Exercise brief
Give back exactly the lines spanning from the one containing "pub const SERVER_PORT: &str" to the final line of the records below, and no others.

::::::

//! Metric names and attribute keys
//!
//! Names must match the OpenTelemetry database semantic conventions exactly,
//! existing dashboards key on them.

/// Metric names emitted by the binder
pub mod metrics {
    pub const DB_CLIENT_OPERATION_DURATION: &str = "db.client.operation.duration";
    pub const DB_CLIENT_RESPONSE_RETURNED_ROWS: &str = "db.client.response.returned_rows";
    pub const DB_CLIENT_CONNECTION_COUNT: &str = "db.client.connection.count";
    pub const DB_CLIENT_CONNECTION_CREATE_TIME: &str = "db.client.connection.create_time";

    // Not part of the semantic conventions
    pub const DB_CLIENT_CONNECTION_ERROR_COUNT: &str = "db.client.connection.error.count";
    pub const DB_CLIENT_OPERATION_ERROR_COUNT: &str = "db.client.operation.error.count";
}

/// Attribute keys
pub mod attributes {
    pub const DB_SYSTEM_NAME: &str = "db.system.name";
    pub const DB_NAMESPACE: &str = "db.namespace";
    pub const DB_USER: &str = "db.user";
    pub const DB_QUERY_TEXT: &str = "db.query.text";
    pub const SERVER_ADDRESS: &str = "server.address";
    pub const SERVER_PORT: &str = "server.port";

    pub const EXCEPTION_TYPE: &str = "exception.type";
    pub const EXCEPTION_MESSAGE: &str = "exception.message";
    pub const CODE_FILE_PATH: &str = "code.file.path";
    pub const CODE_LINE_NUMBER: &str = "code.line.number";
    pub const ERROR_TYPE: &str = "error.type";
}

/// Histogram units
pub mod units {
    pub const MILLISECONDS: &str = "ms";
    pub const DIMENSIONLESS: &str = "1";
}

::::::

Worked solution
    pub const SERVER_PORT: &str = "server.port";

    pub const EXCEPTION_TYPE: &str = "exception.type";
    pub const EXCEPTION_MESSAGE: &str = "exception.message";
    pub const CODE_FILE_PATH: &str = "code.file.path";
    pub const CODE_LINE_NUMBER: &str = "code.line.number";
    pub const ERROR_TYPE: &str = "error.type";
}

/// Histogram units
pub mod units {
    pub const MILLISECONDS: &str = "ms";
    pub const DIMENSIONLESS: &str = "1";
}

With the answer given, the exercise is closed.